The basic structure:

  1. Define what counts as an outcome.
  2. Assign random numbers/digits to represent outcomes with the correct probabilities.
  3. Run trials that mimic the real process.
  4. Repeat many times.
  5. Use the proportion of simulated outcomes as an estimate of probability.
Worked example: setting up a simulation

A basketball player makes a free throw with probability 0.7. Estimate the probability they make at least 2 of their next 3 free throws.

  • Model: each shot is a success with probability 0.7.
  • Assign digits 00–99:
    • 00–69 = make
    • 70–99 = miss
  • One trial (read three two-digit numbers): 12, 88, 03 gives make, miss, make, so 2 makes (counts as “at least 2”).

Repeat 100–200 trials; the fraction with at least 2 makes estimates the probability.

A common simulation mistake is assigning digits incorrectly so the simulated probability does not match the context (for example, using 00–70 for 0.7, which actually represents 0.71 if 70 is included).

Exam Focus
  • Typical question patterns:
    • “Describe how you would use a simulation to estimate…” (must specify assignments and what counts as success)
    • “Use the results of a simulation to estimate a probability” (compute a proportion)
    • “Explain why the simulation is appropriate / what assumptions it makes” (often independence and stable probability)
  • Common mistakes:
    • Forgetting to define a clear success condition for each trial
    • Assigning random digits incorrectly so the simulated probabilities don’t match the context
    • Running too few trials and treating the estimate as exact

Building probability models with events and sample spaces

To calculate probabilities, start with a clear description of possible outcomes.

Sample spaces and events

A sample space is the set of all possible outcomes. An event is a subset of outcomes.

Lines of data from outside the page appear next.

//! Statweave sim -- reference scheduler for the stat evaluator.
//!
//! This crate drives [`statweave_core`] the way a game would: a fixed-step
//! [`TickLoop`](tick::TickLoop) runs the sample systems each tick (spawn,
//! lifetime, modifier removal sweep, destroy). Affector initialization and
//! the removal sweep run over disjoint entity batches with rayon, each batch
//! drawing from its own `Pcg32` stream, so a run is reproducible from its
//! config alone.
//!
//! # Quick Start
//!
//! ```
//! use statweave_sim::prelude::*;
//!
//! let config = SimConfig { population: 64, ticks: 20, ..Default::default() };
//! let mut sim = build_simulation(config.clone()).unwrap();
//! sim.run_ticks(config.ticks).unwrap();
//!
//! let again = {
//!     let mut sim = build_simulation(config.clone()).unwrap();
//!     sim.run_ticks(config.ticks).unwrap();
//!     sim.state_hash()
//! };
//! assert_eq!(sim.state_hash(), again);
//! ```

#![deny(unsafe_code)]

pub mod config;
pub mod state;
pub mod systems;
pub mod tick;

use statweave_core::StatError;

use crate::config::SimConfig;
use crate::state::SimState;
use crate::tick::TickLoop;

/// Re-export the core crate for convenience.
pub use statweave_core;

// ---------------------------------------------------------------------------
// Error types
// ---------------------------------------------------------------------------

/// Errors produced while configuring or running a simulation.
#[derive(Debug, thiserror::Error)]
pub enum SimError {
    /// A stat operation failed where the simulation cannot recover.
    #[error(transparent)]
    Stat(#[from] StatError),

    /// A config value is out of range.
    #[error("invalid config field '{field}': {reason}")]
    InvalidConfig { field: &'static str, reason: String },

    /// The config is not valid JSON for [`SimConfig`].
    #[error("failed to parse config: {0}")]
    Json(#[from] serde_json::Error),

    /// The config file could not be read.
    #[error("failed to read config '{path}'")]
    Io {
        path: String,
        source: std::io::Error,
    },
}

// ---------------------------------------------------------------------------
// Builder
// ---------------------------------------------------------------------------

/// Validate `config` and build a tick loop with the sample systems
/// registered in order.
pub fn build_simulation(config: SimConfig) -> Result<TickLoop, SimError> {
    config.validate()?;
    let tick_config = config.tick.clone();
    tracing::debug!(seed = config.seed, population = config.population, "building simulation");

    let mut tick_loop = TickLoop::new(SimState::new(config), tick_config);
    tick_loop.add_system(systems::SPAWN_SYSTEM, systems::spawn_system);
    tick_loop.add_system(systems::LIFETIME_SYSTEM, systems::lifetime_system);
    tick_loop.add_system(
        systems::MODIFIER_REMOVAL_SYSTEM,
        systems::modifier_removal_system,
    );
    tick_loop.add_system(systems::DESTROY_SYSTEM, systems::destroy_system);
    Ok(tick_loop)
}

// ---------------------------------------------------------------------------
// Prelude
// ---------------------------------------------------------------------------

/// Convenience re-exports for common usage.
pub mod prelude {
    pub use statweave_core::prelude::*;

    pub use crate::build_simulation;
    pub use crate::config::{SimConfig, TickConfig};
    pub use crate::state::{Agent, SimState, SimTotals, StatKinds};
    pub use crate::systems::{
        destroy_system, lifetime_system, modifier_removal_system, spawn_system,
    };
    pub use crate::tick::{SimSummary, SystemFn, TickDiagnostics, TickLoop};
    pub use crate::SimError;
}

// ---------------------------------------------------------------------------
// Tests
// ---------------------------------------------------------------------------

Example: Roll a standard die.

  • Sample space: {1, 2, 3, 4, 5, 6}
  • Event A = “roll an even number” = {2, 4, 6}

Equally likely outcomes (and when that assumption fails)

If outcomes are equally likely, then:

P(A)=\frac{\text{number of outcomes in }A}{\text{number of outcomes in sample space}}

Many real situations are not equally likely, so you must rely on given probabilities, data, or an appropriate model.

Event relationships: complements, unions, intersections

  • Complement A^c: “A does not happen”

P(A^c)=1-P(A)

  • Union A \cup B: “A or B (or both)” (inclusive OR)
  • Intersection A \cap B: “A and B”

Mutually exclusive events

Events are mutually exclusive (disjoint) if they cannot both occur:

P(A \cap B)=0

Example: On one die roll, “roll a 2” and “roll a 5” are mutually exclusive, but “roll a 2” and “roll an even number” are not.

Exam Focus
  • Typical question patterns:
    • Translate words into symbols (union/intersection/complement)
    • Use Venn-diagram logic to compute probabilities
    • Decide whether events are mutually exclusive based on the context
  • Common mistakes:
    • Treating “or” as exclusive when it is inclusive
    • Confusing mutually exclusive with independent
    • Forgetting complements in “at least one” or “none” situations

Probability rules you actually use (and how to choose the right one)

Probability rules are the “grammar” of probability models. The key is matching the rule to the structure.

The addition rule (general)

For any events A and B:

P(A \cup B)=P(A)+P(B)-P(A \cap B)

If A and B are mutually exclusive, then P(A \cap B)=0 and:

P(A \cup B)=P(A)+P(B)

The multiplication rule (general)

“And” probabilities are often handled with conditional probability:

P(A \cap B)=P(A)P(B\mid A)

Equivalently:

P(A \cap B)=P(B)P(A\mid B)

Using complements strategically

Many “at least one” problems are easiest via the complement.

P(\text{at least one})=1-P(\text{none})

Worked example: addition rule in context

A school reports:

  • P(\text{sport})=0.40
  • P(\text{band})=0.25
  • P(\text{both})=0.10

Find P(\text{sport or band}).

P(A \cup B)=0.40+0.25-0.10=0.55

Worked example: complement with repeated trials

A machine produces a defective item with probability 0.02. Inspect 10 items; find the probability of at least one defective (assume independence).

P(\text{at least one defective})=1-P(\text{none defective})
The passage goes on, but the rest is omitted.